La maggior parte dei membri del gruppo di esperti ha raccomandato il proseguimento dell’EDCTP, il quale deve attenersi rigorosamente al proprio mandato, mentre gli Stati membri che lo hanno creato e fatto proprio devono adottare tutte le misure necessarie per erogare i livelli di finanziamento promessi e per migliorarne sensibilmente la governance e le prestazioni.

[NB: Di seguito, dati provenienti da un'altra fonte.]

//! Locating the lead database and assembling an engine for one command.

use crate::actor;
use crate::output::CliFailure;
use anyhow::Context as _;
use leadlog_core::Engine;
use leadlog_core::ErrorCode;
use leadlog_core::config::{self, PROJECT_DIR, UserConfig};
use leadlog_core::db::{self, DATABASE_FILE};
use rusqlite::Connection;
use std::path::{Path, PathBuf};
use tracing::debug;

/// Where a command reads config from and which database it opens.
#[derive(Debug, Clone, PartialEq, Eq)]
pub struct Project {
    pub root: PathBuf,
    pub db_path: PathBuf,
}

impl Project {
    /// `--db` wins; otherwise walk up from `cwd` looking for `.leadlog/`.
    /// Falls back to `cwd` so `init` has somewhere to write.
    pub fn locate(cwd: &Path, db_flag: Option<&Path>) -> Self {
        if let Some(db_path) = db_flag {
            return Self {
                root: cwd.to_path_buf(),
                db_path: db_path.to_path_buf(),
            };
        }
        let root = find_project_root(cwd).unwrap_or_else(|| cwd.to_path_buf());
        let db_path = root.join(PROJECT_DIR).join(DATABASE_FILE);
        Self { root, db_path }
    }

    /// Open the database and build an engine from the project config.
    ///
    /// # Errors
    ///
    /// Fails with `E1001` if the database does not exist yet, `E1002` if the
    /// project config does not parse, or with the underlying open/migrate error.
    pub fn open(&self) -> anyhow::Result<Session> {
        let conn = db::try_open_database(&self.db_path)?.ok_or_else(|| CliFailure {
            message: format!("lead database not found at {}", self.db_path.display()),
            suggestion: ErrorCode::NotInitialized.hint(),
            code: ErrorCode::NotInitialized.code(),
        })?;

        let engine_config = config::load_engine_config(&self.root).map_err(|err| CliFailure {
            message: format!("{err:#}"),
            suggestion: ErrorCode::ConfigParseError.hint(),
            code: ErrorCode::ConfigParseError.code(),
        })?;
        let user = config::load_user_config().context("load user config")?;

        debug!(db = %self.db_path.display(), "opened lead database");
        Ok(Session {
            conn,
            engine: Engine::with_system_clock(engine_config),
            user,
        })
    }
}

/// An open database plus the engine and user settings for one command.
pub struct Session {
    pub conn: Connection,
    pub engine: Engine,
    pub user: UserConfig,
}

impl Session {
    /// Actor for mutating commands.
    ///
    /// # Errors
    ///
    /// Returns `missing_actor` if no identity resolves.
    pub fn actor(&self, actor_flag: Option<&str>) -> Result<String, CliFailure> {
        actor::require_actor(actor_flag, self.user.actor.as_deref())
    }
}

fn find_project_root(start: &Path) -> Option<PathBuf> {
    let mut current = start.to_path_buf();
    loop {
        if current.join(PROJECT_DIR).is_dir() {
            return Some(current);
        }
        if !current.pop() {
            return None;
        }
    }
}

#[cfg(test)]
mod tests {
    use super::*;

    #[test]
    fn walks_up_to_the_project_directory() {
        let dir = tempfile::tempdir().expect("temp dir");
        std::fs::create_dir_all(dir.path().join(PROJECT_DIR)).expect("project dir");
        let nested = dir.path().join("deals").join("q3");
        std::fs::create_dir_all(&nested).expect("nested dir");

        let project = Project::locate(&nested, None);
        assert_eq!(project.root, dir.path());
        assert_eq!(
            project.db_path,
            dir.path().join(PROJECT_DIR).join(DATABASE_FILE)
        );
    }

    #[test]
    fn db_flag_overrides_discovery() {
        let dir = tempfile::tempdir().expect("temp dir");
        let db = dir.path().join("elsewhere.db");
        let project = Project::locate(dir.path(), Some(&db));
        assert_eq!(project.db_path, db);
    }

    #[test]
    fn opening_a_missing_database_is_not_initialized() {
        let dir = tempfile::tempdir().expect("temp dir");
        let project = Project::locate(dir.path(), None);
        let err = project.open().err().expect("missing db");
        let failure = err.downcast_ref::<CliFailure>().expect("cli failure");
        assert_eq!(failure.code, "E1001");
    }
}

Il periodo di finanziamento è stato recentemente prorogato al 2010 con svariate condizioni. In futuro non è esclusa un’ulteriore sovvenzione a titolo del 7°PQ, tuttavia, «se entro la fine del 2008 l’EDCTP non migliorerà significativamente in termini di esiti e risultati visibili e tangibili, in linea con le raccomandazioni principali […], il gruppo non raccomanderà il rinnovo della decisione di finanziamento a titolo del 7°PQ, sulla base dell’articolo 169 del Trattato», scrive il gruppo di esperti.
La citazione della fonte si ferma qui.